**WHAT YOU SHOULD DO:** Read the records below and report each line in which "spread" occurs.

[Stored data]
▽

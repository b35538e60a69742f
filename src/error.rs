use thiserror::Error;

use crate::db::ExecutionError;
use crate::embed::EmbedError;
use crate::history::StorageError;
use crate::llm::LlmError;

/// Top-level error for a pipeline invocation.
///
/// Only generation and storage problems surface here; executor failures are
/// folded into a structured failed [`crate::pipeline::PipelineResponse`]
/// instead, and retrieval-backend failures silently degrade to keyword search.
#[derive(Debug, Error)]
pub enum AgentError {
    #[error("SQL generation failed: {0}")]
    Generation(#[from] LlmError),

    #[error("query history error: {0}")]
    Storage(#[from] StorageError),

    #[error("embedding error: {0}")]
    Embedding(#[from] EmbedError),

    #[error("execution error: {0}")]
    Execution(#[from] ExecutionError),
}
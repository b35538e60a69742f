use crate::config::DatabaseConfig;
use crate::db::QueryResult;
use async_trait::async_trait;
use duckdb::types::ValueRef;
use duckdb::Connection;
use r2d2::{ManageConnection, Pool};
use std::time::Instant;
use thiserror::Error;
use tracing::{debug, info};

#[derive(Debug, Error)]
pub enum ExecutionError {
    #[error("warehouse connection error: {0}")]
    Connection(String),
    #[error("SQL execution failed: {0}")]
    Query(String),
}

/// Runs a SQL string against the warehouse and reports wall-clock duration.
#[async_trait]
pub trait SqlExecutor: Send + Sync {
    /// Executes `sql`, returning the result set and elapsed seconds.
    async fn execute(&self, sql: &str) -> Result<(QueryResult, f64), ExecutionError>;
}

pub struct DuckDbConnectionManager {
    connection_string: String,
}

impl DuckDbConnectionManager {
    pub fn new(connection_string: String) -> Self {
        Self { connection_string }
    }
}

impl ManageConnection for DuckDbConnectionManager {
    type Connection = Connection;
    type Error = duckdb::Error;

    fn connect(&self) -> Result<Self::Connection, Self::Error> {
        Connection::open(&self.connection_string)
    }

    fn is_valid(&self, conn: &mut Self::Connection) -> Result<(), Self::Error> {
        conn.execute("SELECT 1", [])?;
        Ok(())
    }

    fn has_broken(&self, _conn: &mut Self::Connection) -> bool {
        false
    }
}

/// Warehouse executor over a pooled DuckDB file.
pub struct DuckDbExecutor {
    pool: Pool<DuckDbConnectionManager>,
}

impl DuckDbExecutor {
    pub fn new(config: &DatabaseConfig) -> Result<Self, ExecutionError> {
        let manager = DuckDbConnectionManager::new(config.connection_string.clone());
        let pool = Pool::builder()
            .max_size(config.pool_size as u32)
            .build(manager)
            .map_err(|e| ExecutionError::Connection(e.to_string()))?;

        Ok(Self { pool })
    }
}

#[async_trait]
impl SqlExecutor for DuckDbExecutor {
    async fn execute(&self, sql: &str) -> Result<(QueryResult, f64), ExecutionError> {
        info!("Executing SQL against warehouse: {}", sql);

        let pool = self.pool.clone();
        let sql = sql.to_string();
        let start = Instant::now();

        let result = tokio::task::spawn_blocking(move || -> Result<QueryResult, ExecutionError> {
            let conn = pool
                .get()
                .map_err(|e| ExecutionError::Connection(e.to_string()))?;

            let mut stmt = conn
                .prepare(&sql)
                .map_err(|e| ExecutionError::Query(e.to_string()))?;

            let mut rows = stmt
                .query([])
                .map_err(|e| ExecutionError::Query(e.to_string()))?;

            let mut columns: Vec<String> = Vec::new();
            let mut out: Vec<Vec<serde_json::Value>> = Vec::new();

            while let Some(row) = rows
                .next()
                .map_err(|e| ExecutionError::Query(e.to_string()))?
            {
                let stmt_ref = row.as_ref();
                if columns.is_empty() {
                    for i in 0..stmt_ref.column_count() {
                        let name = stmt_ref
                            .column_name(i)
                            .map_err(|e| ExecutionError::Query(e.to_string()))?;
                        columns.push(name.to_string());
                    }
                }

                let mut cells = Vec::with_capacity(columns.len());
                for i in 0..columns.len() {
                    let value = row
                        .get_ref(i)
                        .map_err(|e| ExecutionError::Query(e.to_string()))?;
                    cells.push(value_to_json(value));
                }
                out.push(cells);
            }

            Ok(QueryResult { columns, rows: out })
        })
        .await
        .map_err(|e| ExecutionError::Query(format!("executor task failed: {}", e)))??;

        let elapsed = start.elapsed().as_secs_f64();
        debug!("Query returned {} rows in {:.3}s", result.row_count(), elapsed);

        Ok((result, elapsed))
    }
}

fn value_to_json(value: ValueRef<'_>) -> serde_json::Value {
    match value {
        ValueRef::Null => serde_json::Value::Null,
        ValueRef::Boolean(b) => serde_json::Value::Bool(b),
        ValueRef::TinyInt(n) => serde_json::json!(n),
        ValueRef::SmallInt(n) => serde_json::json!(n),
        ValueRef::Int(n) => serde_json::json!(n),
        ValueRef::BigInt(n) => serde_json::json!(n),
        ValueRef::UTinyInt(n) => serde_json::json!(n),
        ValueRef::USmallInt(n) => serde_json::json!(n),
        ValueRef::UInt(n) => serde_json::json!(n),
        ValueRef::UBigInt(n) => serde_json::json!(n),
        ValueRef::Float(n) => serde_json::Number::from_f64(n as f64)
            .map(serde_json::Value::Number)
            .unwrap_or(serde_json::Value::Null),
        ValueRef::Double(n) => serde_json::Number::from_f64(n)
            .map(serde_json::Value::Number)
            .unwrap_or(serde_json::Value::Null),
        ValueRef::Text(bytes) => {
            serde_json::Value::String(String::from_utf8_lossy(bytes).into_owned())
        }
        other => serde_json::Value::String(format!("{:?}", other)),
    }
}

△
▽

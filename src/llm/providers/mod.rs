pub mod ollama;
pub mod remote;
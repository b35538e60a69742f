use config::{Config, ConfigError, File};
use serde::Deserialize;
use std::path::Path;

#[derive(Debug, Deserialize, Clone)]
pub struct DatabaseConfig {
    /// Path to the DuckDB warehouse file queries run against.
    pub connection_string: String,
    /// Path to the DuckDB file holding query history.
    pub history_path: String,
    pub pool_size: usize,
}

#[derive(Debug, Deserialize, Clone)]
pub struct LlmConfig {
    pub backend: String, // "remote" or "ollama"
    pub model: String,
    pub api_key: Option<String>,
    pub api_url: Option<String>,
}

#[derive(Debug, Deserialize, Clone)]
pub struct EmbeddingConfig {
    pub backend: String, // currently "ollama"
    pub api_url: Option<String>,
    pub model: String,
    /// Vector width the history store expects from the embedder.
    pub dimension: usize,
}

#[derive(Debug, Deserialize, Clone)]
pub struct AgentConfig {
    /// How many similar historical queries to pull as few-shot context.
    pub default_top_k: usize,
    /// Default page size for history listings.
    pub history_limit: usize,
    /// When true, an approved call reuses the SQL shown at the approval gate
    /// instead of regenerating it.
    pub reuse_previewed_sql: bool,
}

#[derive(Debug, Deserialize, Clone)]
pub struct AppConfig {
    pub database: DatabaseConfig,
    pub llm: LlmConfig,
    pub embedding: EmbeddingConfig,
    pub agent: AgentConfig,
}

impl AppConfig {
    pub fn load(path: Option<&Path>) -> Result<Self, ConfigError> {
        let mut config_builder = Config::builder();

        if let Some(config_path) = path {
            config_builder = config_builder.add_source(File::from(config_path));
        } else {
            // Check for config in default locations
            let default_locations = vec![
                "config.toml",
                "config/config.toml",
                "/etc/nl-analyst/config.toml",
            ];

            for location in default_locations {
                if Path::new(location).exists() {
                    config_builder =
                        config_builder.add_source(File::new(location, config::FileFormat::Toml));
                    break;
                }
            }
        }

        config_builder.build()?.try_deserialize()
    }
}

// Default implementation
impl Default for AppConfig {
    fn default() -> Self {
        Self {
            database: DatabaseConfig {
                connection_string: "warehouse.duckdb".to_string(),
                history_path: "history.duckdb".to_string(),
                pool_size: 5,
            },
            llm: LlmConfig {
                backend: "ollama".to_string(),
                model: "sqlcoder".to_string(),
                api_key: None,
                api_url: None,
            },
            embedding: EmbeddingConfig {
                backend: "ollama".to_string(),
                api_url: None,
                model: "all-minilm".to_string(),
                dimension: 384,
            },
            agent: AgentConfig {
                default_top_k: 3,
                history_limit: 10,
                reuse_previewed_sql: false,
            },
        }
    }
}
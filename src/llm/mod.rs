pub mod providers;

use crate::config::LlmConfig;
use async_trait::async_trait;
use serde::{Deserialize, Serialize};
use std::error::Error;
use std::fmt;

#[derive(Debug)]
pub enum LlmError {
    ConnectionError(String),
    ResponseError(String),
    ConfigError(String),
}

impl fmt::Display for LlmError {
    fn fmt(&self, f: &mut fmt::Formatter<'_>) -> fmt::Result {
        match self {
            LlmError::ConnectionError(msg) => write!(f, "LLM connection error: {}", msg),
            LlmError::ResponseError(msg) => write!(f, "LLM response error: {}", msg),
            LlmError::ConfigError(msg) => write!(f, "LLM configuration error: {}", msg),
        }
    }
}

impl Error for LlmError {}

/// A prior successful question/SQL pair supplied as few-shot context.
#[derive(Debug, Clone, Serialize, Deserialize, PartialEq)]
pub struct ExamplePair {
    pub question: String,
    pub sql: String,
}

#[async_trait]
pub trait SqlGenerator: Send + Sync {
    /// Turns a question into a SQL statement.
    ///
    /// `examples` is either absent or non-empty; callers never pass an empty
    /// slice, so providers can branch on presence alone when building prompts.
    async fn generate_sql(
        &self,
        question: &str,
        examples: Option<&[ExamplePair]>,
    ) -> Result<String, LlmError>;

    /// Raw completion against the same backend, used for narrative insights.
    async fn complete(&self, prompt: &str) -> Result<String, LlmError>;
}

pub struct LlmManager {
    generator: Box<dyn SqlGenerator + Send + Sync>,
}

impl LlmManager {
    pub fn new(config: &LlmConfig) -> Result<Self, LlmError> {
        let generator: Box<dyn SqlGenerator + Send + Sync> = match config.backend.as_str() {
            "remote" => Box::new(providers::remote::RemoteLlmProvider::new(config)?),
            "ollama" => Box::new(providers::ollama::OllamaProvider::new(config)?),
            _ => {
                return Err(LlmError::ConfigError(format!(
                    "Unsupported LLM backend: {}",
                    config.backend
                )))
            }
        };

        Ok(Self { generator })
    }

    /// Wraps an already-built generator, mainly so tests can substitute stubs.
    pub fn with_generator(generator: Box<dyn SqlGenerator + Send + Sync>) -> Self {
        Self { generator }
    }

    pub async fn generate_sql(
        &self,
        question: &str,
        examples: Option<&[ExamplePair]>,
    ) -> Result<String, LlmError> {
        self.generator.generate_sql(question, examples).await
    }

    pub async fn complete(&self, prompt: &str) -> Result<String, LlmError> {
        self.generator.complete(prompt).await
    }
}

△
▽

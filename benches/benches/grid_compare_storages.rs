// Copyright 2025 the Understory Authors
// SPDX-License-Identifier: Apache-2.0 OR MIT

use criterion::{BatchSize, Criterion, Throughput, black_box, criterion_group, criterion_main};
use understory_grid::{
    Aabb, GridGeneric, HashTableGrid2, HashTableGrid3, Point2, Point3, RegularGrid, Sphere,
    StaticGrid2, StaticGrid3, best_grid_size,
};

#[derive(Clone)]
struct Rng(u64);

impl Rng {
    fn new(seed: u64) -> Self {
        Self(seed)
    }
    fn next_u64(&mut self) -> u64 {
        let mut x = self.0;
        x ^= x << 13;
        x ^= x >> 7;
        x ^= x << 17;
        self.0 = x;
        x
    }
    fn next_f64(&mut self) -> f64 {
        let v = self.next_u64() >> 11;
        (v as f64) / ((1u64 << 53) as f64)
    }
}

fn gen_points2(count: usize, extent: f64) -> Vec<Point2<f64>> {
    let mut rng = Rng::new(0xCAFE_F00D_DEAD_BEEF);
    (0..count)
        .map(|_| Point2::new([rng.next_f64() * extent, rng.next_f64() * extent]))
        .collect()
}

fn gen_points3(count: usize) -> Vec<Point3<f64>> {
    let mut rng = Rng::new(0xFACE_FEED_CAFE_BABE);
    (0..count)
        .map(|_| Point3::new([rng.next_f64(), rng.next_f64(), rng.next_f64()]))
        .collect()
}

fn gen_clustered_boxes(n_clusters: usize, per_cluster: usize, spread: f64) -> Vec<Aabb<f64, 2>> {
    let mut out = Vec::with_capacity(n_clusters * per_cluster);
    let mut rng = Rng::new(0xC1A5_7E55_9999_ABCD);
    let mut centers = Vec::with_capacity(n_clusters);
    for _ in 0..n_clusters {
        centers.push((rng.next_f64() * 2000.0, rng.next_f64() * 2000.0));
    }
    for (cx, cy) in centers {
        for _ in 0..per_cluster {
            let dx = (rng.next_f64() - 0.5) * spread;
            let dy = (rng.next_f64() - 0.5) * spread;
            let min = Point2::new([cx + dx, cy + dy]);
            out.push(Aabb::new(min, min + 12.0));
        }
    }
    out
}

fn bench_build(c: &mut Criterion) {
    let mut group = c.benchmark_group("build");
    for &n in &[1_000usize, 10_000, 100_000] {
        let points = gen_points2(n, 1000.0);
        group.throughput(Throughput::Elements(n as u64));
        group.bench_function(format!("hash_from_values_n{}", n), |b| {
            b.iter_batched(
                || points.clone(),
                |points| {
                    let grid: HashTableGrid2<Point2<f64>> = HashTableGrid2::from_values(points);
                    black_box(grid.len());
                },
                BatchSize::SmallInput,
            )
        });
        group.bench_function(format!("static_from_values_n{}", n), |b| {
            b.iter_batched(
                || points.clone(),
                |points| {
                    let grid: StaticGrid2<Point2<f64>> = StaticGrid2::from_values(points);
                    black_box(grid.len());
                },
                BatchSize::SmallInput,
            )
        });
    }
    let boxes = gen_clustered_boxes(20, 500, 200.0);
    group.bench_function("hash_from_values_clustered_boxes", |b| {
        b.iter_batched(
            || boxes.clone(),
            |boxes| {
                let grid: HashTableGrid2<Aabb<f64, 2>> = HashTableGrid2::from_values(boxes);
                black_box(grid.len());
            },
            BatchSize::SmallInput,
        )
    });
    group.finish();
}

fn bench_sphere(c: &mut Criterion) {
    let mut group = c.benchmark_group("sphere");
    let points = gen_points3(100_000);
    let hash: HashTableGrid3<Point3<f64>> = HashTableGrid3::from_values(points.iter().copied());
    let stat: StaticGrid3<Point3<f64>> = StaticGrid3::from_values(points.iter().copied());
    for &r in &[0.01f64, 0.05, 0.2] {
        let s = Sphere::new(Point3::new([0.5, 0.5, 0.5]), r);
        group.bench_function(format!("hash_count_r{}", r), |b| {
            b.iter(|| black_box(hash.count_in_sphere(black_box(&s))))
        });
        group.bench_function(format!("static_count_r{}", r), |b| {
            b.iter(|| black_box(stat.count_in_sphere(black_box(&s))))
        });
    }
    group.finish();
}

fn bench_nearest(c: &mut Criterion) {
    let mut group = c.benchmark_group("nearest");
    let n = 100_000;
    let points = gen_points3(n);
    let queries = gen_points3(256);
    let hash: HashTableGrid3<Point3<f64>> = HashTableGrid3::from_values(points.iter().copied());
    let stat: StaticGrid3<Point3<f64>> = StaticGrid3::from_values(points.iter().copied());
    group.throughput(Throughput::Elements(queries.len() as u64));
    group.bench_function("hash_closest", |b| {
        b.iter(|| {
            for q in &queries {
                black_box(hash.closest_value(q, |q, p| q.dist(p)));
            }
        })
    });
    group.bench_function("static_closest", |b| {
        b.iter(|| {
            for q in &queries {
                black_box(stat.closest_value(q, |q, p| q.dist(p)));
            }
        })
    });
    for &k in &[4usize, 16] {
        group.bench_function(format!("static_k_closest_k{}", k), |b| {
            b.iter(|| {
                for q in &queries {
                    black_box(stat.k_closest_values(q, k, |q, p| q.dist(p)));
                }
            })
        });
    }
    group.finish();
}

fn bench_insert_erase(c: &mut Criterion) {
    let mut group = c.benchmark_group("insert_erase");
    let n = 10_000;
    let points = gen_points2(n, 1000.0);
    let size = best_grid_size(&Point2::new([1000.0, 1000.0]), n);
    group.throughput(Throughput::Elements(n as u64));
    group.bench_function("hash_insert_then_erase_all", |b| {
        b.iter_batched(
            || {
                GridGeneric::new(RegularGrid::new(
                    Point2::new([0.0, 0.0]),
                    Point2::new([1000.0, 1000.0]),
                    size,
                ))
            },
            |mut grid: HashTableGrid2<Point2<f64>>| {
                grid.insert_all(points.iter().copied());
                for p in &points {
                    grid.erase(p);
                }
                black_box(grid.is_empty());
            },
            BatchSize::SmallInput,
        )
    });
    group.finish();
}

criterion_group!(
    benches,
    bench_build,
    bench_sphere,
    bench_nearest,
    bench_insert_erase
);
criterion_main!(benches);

△

**FINAL ANSWER:**
fn gen_clustered_boxes(n_clusters: usize, per_cluster: usize, spread: f64) -> Vec<Aabb<f64, 2>> {
            let dx = (rng.next_f64() - 0.5) * spread;
            let dy = (rng.next_f64() - 0.5) * spread;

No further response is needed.